Source records:
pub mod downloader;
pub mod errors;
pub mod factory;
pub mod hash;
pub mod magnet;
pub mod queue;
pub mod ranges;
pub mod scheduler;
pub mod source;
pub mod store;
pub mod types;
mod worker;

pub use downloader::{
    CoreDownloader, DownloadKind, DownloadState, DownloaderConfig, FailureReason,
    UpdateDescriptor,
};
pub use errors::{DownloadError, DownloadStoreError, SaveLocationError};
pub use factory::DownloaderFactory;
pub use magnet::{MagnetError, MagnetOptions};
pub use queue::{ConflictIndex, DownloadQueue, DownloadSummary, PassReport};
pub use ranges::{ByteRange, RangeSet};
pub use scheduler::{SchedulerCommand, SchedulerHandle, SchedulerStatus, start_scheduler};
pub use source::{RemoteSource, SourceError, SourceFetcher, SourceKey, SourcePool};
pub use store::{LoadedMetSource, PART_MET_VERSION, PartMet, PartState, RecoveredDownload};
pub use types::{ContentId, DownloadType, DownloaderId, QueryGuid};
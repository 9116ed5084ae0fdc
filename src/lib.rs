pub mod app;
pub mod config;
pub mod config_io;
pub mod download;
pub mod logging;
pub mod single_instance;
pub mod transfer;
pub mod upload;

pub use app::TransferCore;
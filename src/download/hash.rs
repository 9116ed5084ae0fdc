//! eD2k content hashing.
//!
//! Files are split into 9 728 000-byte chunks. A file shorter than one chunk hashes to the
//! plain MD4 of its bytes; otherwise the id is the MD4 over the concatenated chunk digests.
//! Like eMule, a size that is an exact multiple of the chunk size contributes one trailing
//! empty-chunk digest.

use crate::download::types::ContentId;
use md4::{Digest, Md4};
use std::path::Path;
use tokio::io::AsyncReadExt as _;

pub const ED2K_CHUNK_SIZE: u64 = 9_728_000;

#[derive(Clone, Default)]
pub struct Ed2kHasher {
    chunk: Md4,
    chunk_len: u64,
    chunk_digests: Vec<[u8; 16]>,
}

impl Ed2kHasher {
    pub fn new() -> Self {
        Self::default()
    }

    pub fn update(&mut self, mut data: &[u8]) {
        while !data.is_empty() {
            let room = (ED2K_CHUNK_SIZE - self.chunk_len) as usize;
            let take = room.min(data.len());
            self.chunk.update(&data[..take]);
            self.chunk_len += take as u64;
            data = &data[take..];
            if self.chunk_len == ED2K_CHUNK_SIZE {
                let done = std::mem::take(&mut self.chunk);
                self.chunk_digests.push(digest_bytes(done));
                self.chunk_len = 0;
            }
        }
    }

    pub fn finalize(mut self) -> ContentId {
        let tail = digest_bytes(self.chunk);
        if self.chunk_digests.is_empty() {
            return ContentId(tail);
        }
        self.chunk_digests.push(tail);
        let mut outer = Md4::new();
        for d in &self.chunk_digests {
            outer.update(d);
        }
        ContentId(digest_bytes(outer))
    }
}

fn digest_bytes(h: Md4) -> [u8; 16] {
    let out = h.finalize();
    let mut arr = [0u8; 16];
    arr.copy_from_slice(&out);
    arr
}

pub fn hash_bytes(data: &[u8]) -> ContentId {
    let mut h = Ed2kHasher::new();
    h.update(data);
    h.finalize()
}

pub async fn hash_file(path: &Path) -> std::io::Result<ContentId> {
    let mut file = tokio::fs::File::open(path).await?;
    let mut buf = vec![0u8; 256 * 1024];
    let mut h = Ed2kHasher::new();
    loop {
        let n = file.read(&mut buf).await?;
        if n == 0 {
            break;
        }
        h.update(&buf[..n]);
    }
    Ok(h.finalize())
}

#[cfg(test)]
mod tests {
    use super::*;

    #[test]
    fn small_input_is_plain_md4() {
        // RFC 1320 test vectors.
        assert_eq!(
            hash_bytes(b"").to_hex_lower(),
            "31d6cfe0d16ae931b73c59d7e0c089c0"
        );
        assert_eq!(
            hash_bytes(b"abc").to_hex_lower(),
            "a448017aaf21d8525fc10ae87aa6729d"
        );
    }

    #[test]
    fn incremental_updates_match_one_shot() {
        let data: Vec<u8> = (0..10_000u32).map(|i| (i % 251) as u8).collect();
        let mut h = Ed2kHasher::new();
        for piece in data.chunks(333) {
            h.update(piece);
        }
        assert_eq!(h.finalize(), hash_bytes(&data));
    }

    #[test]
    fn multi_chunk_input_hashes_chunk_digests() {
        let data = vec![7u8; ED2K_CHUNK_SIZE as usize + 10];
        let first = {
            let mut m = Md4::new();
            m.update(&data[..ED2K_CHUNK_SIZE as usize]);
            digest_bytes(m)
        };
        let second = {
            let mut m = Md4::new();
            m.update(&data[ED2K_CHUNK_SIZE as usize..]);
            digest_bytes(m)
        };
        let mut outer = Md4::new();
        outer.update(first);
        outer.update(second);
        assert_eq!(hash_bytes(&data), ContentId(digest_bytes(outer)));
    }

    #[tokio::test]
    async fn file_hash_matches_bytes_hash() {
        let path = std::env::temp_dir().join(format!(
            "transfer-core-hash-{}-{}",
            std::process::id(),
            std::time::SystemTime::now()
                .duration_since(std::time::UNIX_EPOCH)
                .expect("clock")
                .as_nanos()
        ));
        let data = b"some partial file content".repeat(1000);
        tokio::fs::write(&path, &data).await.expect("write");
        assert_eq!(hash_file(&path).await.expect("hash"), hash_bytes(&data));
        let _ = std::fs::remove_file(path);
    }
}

Aim of the task: In the entries above, work out how many lines contain the string "factory", and give only that number.

Result below: 2